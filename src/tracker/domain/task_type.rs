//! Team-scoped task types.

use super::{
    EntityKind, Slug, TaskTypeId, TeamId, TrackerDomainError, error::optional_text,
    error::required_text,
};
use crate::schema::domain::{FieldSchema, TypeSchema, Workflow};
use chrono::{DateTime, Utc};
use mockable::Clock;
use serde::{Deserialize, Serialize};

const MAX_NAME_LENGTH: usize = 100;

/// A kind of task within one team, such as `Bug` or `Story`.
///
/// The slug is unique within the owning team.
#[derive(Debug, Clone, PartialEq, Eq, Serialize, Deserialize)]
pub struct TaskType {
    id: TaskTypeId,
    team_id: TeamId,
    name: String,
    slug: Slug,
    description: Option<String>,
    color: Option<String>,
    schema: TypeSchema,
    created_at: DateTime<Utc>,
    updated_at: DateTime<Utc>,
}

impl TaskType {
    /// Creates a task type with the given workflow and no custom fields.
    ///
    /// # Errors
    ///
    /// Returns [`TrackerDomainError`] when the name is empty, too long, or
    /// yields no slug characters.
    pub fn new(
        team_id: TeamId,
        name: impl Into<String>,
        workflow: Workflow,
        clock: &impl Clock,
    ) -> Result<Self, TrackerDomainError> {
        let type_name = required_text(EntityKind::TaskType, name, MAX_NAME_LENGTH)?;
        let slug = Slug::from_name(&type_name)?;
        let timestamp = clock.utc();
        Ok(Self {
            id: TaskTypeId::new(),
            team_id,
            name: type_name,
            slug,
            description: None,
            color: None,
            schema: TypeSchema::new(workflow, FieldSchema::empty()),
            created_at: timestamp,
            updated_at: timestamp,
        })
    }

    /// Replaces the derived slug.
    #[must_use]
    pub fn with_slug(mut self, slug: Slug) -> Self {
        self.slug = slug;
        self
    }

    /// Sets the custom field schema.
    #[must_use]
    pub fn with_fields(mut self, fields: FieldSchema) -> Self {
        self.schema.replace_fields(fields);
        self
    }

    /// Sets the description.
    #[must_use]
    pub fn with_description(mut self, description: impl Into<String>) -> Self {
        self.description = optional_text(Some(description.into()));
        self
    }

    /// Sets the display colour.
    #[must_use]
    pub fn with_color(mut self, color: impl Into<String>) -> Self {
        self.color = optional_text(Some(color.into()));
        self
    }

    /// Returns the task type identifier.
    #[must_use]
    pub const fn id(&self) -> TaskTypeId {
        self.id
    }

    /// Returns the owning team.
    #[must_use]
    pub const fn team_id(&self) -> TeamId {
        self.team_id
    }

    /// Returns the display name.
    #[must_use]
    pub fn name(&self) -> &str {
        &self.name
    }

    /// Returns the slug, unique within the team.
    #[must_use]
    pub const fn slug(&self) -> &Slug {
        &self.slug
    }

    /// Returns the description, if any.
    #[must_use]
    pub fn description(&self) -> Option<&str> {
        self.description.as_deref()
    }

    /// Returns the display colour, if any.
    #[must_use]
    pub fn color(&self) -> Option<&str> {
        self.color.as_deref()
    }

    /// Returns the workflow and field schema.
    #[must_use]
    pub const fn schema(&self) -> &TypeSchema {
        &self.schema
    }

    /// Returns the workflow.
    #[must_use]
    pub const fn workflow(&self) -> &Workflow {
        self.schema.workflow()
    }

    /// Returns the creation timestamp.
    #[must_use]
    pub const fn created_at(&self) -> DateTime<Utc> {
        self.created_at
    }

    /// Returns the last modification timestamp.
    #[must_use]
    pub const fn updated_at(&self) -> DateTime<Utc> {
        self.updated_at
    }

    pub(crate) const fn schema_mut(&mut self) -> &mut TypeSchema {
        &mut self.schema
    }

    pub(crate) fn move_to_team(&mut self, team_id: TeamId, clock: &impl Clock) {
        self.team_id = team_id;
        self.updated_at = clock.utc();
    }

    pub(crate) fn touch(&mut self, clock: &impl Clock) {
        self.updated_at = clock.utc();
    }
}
====================
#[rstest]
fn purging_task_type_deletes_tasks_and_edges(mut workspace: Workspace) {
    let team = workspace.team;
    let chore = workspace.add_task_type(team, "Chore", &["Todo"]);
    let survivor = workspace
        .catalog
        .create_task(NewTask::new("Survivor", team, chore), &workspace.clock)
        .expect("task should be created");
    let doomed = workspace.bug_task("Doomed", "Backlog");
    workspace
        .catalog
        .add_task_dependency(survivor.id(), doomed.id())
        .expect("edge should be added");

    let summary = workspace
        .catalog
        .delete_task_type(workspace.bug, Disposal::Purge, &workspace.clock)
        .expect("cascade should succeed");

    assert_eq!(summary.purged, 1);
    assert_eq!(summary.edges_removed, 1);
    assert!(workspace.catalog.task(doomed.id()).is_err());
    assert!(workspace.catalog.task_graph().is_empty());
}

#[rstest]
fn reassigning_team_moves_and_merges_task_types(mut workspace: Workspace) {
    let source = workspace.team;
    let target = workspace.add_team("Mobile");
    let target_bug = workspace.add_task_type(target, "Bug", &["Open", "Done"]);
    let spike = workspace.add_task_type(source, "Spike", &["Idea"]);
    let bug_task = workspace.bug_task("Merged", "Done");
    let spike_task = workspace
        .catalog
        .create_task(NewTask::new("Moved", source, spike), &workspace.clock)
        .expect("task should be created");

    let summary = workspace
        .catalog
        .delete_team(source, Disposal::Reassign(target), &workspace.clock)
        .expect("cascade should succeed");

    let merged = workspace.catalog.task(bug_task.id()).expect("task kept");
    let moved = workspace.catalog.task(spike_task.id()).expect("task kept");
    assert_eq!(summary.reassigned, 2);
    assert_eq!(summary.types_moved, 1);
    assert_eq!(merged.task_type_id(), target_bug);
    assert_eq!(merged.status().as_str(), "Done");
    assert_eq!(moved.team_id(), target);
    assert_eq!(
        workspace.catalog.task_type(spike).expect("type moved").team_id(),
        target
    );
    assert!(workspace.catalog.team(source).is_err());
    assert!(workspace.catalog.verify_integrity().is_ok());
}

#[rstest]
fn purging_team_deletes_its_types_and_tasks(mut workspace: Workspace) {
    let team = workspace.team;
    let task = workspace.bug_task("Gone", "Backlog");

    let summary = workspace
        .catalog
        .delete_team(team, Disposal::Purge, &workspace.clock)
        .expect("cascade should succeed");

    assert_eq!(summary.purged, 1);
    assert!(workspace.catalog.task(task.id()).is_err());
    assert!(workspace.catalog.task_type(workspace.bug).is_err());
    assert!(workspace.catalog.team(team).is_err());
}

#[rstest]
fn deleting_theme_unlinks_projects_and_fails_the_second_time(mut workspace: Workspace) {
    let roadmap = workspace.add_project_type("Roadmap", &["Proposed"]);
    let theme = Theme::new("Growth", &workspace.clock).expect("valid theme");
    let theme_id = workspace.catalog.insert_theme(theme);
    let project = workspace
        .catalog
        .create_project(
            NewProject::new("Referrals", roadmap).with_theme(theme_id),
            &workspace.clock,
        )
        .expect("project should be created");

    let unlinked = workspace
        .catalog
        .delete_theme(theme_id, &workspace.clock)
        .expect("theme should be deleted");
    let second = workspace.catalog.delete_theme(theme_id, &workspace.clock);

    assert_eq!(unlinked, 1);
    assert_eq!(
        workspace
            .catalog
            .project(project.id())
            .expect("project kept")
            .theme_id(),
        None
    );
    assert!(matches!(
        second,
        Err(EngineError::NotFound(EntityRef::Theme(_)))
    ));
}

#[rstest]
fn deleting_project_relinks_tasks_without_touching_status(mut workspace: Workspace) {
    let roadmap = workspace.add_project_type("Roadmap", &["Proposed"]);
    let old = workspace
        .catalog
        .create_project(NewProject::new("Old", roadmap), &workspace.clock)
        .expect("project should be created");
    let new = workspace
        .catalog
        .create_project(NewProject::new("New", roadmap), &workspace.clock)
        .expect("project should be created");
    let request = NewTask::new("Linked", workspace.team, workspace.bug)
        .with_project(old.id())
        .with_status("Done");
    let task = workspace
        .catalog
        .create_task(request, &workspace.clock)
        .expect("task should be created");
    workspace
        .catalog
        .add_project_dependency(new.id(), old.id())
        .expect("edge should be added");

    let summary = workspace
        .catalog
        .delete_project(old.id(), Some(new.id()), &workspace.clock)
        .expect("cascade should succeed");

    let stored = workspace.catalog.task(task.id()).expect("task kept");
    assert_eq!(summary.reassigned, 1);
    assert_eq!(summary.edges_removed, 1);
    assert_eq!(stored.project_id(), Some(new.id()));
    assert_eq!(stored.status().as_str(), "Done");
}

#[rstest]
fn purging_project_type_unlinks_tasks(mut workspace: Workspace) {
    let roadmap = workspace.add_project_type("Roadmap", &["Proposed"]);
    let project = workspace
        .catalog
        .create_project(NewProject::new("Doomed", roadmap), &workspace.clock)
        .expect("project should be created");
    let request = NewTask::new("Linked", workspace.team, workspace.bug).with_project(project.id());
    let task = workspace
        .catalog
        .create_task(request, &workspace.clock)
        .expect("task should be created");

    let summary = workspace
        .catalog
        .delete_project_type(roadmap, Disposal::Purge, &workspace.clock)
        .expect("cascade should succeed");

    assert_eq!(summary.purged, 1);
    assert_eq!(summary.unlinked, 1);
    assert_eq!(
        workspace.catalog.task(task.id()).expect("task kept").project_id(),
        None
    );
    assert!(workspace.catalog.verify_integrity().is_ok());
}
====================
### Work required
Give the exact lines, and only those, from the line containing "filename src/tracker/domain/task_type.rs" through the line containing "pub struct TaskType" in the entries above.

### Result of the task
filename src/tracker/domain/task_type.rs
//! Team-scoped task types.

use super::{
    EntityKind, Slug, TaskTypeId, TeamId, TrackerDomainError, error::optional_text,
    error::required_text,
};
use crate::schema::domain::{FieldSchema, TypeSchema, Workflow};
use chrono::{DateTime, Utc};
use mockable::Clock;
use serde::{Deserialize, Serialize};

const MAX_NAME_LENGTH: usize = 100;

/// A kind of task within one team, such as `Bug` or `Story`.
///
/// The slug is unique within the owning team.
#[derive(Debug, Clone, PartialEq, Eq, Serialize, Deserialize)]
pub struct TaskType {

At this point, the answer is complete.